* **Information**:
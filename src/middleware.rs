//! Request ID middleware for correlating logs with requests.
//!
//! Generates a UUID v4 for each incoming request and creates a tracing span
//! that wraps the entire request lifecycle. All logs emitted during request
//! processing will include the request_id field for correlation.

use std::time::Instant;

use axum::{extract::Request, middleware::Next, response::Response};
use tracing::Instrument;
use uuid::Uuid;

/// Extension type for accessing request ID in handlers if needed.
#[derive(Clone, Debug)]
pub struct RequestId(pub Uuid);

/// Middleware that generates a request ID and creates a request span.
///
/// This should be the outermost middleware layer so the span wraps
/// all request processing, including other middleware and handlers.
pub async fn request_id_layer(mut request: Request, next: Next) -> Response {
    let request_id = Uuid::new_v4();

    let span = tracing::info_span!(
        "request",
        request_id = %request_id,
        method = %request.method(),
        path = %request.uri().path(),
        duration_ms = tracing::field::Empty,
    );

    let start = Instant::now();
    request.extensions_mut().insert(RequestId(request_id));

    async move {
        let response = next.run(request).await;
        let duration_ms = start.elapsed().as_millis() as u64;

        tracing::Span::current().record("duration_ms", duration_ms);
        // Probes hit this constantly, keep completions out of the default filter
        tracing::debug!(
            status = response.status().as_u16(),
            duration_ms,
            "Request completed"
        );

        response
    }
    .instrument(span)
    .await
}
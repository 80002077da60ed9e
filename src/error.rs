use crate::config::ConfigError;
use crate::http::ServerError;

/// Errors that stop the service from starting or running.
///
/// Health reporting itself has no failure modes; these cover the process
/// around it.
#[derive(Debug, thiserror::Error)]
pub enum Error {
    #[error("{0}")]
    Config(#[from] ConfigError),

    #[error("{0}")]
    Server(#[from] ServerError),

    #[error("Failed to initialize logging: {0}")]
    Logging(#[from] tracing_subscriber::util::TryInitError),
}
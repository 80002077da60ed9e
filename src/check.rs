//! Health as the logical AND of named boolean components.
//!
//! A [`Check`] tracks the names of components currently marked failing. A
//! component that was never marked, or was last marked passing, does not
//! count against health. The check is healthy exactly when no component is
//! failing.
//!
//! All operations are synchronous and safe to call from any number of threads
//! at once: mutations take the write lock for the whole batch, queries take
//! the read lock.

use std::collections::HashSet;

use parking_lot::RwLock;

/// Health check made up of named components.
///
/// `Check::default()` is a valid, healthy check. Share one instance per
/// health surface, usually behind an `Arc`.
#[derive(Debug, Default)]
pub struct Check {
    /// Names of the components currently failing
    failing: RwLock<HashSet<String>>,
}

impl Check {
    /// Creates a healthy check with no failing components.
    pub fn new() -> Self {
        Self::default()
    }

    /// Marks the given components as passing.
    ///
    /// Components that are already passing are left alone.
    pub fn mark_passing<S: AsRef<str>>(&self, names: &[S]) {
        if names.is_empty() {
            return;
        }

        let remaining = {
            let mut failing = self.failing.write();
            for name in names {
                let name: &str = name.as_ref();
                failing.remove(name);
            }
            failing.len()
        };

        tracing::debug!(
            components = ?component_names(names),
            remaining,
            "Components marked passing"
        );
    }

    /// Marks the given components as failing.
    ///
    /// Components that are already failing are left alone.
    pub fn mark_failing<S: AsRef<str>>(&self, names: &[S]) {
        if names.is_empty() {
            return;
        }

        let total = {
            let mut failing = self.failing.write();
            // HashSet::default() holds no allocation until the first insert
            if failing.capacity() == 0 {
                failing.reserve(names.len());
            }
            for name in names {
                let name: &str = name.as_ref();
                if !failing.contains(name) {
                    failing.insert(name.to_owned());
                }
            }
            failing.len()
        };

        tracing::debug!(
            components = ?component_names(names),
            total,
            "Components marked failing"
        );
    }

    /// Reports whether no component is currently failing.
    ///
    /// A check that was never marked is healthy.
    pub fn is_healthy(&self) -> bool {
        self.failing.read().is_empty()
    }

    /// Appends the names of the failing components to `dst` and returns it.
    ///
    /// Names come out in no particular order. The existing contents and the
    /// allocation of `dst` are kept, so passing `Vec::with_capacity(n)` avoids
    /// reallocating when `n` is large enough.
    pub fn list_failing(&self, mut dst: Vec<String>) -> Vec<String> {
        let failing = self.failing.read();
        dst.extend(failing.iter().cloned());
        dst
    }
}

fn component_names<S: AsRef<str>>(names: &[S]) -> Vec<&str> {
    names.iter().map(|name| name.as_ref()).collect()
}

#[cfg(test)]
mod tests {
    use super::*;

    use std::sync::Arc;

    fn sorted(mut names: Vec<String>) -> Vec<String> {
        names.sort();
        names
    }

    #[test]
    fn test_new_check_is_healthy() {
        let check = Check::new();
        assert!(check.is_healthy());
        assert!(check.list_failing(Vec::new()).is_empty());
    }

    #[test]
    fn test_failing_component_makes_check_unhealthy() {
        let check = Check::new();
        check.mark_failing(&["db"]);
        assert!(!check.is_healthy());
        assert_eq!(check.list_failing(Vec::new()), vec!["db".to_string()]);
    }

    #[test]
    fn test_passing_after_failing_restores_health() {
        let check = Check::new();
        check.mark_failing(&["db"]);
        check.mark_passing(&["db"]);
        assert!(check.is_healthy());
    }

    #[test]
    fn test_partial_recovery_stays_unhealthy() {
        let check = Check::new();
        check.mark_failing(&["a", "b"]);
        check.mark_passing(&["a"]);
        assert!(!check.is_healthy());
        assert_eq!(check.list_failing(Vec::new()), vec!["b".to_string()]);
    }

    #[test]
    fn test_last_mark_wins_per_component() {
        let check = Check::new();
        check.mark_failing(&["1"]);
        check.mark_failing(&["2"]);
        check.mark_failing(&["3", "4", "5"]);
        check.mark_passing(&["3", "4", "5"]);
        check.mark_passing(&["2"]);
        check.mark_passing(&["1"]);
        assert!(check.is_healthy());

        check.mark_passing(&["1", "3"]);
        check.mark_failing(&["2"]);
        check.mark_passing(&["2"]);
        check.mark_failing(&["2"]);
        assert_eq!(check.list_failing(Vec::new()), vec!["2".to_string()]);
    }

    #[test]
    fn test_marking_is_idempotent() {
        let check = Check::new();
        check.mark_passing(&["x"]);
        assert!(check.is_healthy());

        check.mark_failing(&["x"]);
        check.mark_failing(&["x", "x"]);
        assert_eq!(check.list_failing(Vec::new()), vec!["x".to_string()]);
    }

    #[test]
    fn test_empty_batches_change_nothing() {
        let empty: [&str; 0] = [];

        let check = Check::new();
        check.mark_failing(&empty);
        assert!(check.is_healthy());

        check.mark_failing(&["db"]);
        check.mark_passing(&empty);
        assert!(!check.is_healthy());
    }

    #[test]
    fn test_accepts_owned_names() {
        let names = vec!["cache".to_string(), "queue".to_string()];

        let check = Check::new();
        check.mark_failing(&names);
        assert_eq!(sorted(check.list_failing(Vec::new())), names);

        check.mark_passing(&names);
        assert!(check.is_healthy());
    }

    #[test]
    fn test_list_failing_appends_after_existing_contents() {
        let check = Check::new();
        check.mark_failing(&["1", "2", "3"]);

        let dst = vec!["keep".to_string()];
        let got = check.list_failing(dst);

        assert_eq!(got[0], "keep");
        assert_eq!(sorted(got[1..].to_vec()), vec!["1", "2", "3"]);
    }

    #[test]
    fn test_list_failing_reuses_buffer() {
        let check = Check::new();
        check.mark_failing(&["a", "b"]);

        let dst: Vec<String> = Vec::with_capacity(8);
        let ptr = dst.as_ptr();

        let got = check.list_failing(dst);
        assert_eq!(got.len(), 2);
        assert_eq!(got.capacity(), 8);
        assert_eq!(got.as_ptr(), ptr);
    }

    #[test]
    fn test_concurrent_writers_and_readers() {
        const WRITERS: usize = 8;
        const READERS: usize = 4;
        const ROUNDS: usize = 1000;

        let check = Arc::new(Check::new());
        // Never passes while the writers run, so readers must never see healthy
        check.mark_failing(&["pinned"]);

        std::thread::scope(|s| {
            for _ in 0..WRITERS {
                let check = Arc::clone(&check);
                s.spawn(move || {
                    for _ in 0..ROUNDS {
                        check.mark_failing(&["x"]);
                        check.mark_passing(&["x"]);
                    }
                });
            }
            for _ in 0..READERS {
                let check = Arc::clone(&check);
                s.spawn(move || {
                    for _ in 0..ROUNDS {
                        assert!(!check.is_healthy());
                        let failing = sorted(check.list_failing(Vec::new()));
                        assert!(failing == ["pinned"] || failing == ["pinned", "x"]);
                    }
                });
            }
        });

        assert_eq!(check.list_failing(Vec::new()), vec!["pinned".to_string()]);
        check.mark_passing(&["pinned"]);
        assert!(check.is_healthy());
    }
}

--

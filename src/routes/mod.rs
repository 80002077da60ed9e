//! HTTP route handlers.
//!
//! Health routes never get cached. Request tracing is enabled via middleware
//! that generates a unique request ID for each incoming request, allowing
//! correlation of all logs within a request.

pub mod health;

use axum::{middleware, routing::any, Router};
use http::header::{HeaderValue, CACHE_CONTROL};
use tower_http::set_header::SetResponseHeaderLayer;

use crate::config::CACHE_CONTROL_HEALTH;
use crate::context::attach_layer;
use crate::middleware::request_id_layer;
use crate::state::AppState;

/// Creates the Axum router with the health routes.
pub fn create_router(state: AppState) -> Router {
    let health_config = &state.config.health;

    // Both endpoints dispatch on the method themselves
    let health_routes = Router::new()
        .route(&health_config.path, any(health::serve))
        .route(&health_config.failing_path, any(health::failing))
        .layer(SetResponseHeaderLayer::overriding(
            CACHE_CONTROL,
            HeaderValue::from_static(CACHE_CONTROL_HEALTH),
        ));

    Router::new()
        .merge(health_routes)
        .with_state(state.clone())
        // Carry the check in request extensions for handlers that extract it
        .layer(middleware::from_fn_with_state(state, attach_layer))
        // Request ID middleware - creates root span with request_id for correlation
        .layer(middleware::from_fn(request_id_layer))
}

---

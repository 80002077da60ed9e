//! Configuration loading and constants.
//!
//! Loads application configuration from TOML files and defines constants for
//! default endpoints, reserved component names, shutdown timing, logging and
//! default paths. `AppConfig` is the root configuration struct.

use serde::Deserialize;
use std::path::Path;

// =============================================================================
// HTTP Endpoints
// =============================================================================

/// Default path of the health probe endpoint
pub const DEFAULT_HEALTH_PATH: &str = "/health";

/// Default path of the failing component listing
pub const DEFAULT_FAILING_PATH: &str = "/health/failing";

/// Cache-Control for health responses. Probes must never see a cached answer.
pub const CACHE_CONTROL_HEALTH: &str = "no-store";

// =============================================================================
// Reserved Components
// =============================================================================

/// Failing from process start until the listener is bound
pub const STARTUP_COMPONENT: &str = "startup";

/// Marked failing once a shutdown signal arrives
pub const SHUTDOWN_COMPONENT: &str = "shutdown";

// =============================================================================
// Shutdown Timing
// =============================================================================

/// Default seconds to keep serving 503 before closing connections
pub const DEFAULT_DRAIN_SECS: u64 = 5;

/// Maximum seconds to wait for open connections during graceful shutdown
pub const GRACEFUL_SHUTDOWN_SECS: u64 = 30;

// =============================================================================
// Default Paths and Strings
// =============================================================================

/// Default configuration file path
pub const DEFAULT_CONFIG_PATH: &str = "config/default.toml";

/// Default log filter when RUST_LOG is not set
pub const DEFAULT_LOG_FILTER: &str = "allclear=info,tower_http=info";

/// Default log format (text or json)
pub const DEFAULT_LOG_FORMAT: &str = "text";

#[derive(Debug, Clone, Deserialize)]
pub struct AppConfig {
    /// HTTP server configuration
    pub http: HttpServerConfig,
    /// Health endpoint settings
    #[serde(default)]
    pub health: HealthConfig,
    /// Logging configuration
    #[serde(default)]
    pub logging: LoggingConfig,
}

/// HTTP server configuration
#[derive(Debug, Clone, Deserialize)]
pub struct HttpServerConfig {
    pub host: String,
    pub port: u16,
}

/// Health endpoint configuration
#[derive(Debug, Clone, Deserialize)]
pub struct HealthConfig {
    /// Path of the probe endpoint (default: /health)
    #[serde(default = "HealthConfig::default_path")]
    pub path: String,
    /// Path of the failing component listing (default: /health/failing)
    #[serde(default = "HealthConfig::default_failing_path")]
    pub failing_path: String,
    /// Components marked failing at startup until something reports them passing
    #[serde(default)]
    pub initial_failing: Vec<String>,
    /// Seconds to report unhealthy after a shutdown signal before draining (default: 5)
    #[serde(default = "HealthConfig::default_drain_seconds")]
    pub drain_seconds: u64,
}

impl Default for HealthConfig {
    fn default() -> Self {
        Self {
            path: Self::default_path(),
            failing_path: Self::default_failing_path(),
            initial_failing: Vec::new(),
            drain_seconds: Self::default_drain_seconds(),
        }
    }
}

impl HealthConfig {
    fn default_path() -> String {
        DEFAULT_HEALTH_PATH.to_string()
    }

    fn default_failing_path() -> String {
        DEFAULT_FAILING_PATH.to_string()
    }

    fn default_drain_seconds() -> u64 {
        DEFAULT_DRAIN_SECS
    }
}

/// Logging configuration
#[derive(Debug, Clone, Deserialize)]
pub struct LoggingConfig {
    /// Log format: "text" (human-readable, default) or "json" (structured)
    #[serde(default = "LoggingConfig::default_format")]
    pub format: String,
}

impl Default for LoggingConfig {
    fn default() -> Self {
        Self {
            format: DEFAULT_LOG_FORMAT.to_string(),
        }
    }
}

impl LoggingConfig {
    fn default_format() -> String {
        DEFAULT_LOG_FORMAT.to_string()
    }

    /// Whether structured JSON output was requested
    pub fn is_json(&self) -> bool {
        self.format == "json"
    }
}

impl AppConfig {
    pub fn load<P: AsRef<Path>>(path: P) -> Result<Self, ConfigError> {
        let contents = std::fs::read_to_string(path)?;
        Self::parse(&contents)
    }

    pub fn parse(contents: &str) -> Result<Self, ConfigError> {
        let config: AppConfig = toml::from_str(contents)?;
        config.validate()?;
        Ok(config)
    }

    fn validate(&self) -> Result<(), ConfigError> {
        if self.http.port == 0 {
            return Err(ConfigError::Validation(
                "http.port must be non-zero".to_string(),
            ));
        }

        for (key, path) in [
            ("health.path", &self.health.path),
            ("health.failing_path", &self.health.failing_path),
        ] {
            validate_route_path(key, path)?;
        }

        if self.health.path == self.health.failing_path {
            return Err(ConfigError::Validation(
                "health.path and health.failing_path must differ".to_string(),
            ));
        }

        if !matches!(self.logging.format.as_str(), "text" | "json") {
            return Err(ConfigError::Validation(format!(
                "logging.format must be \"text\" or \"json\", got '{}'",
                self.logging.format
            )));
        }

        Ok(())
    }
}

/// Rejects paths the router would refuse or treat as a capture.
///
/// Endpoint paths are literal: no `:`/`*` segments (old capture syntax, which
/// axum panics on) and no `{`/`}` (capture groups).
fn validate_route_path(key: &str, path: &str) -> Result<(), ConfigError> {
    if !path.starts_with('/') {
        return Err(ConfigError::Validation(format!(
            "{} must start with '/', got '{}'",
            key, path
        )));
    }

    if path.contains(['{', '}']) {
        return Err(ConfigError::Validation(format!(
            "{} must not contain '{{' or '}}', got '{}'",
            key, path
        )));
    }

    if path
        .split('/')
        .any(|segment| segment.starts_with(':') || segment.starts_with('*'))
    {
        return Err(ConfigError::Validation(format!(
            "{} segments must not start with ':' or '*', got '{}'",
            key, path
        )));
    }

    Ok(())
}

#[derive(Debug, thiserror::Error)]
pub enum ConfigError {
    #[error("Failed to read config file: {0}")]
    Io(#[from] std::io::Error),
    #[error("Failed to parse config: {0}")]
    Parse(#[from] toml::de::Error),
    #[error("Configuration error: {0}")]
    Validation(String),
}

* **Work to complete**: Each line of the listing that contains the word "RwLock" must be copied.

* **Expected answer**:
use parking_lot::RwLock;
    failing: RwLock<HashSet<String>>,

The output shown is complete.